Peripheral blood COX-2 levels in patients with CHD, and more prominently ACS patients, were significantly higher than in control subjects. COX-2 expression increased almost immediately after endothelial injury and inflammation remained at high levels in our rat model. It is possible, following arterial injury and with the numbers of inflammatory cells recruited to the local damaged blood vessels gradually increasing over time, that as a result, COX-2 is overexpressed via S100A8/A9-TLR-4 activity since we found that peripheral blood S100A8/A9, TLR-4, and COX-2 levels concomitantly significantly increased in patients with vascular diseases.

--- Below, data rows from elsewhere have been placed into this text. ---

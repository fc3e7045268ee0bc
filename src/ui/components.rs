/// Reusable UI components

use yew::prelude::*;

#[derive(PartialEq, Clone)]
pub enum ToastKind {
    Success,
    Error,
}

#[derive(Properties, PartialEq)]
pub struct ToastProps {
    pub message: String,
    #[prop_or(ToastKind::Success)]
    pub kind: ToastKind,
    pub on_dismiss: Callback<MouseEvent>,
}

#[function_component(Toast)]
pub fn toast(props: &ToastProps) -> Html {
    let (bg_color, border_color) = match props.kind {
        ToastKind::Success => ("#e8f5e9", "#4caf50"),
        ToastKind::Error => ("#ffebee", "#f44336"),
    };

    html! {
        <div style={format!("position: fixed; bottom: 12px; left: 12px; right: 12px; padding: 10px 12px; border-radius: 4px; background-color: {}; border-left: 4px solid {}; display: flex; justify-content: space-between; align-items: center;", bg_color, border_color)}>
            <span class="toast-message">{&props.message}</span>
            <button onclick={props.on_dismiss.clone()} class="toast-dismiss">{"✗"}</button>
        </div>
    }
}

#[derive(Properties, PartialEq)]
pub struct ThemeToggleProps {
    pub dark: bool,
    pub onclick: Callback<MouseEvent>,
}

#[function_component(ThemeToggle)]
pub fn theme_toggle(props: &ThemeToggleProps) -> Html {
    html! {
        <button
            onclick={props.onclick.clone()}
            class="theme-toggle"
            title={if props.dark { "Switch to light theme" } else { "Switch to dark theme" }}
        >
            {if props.dark { "☀️" } else { "🌙" }}
        </button>
    }
}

It has been shown that S100A8/A9 can activate neutrophils through the MAPK pathway and lead to its degranulation [35]. Our in vivo studies demonstrated that S100A8/A9 might also upregulate COX-2 protein levels through activation of the p-p38 MAPK signaling pathway, but S100A8/A9 may have been mainly involved in the early inflammatory reactions and did not contribute to sustained elevation of COX-2, as a reduction of its expression occurred from the 7th day after artery damage in our rat model.

Conclusions

Peripheral blood S100A8/A9, TLR-4, and COX-2 levels were associated with ACS and also with CHD. While combined TLR-4, S100A8/A9, and p38 MAPK signaling pathways regulate COX-2 expression, S100A8/A9 might be mainly involved in the early process of inflammation.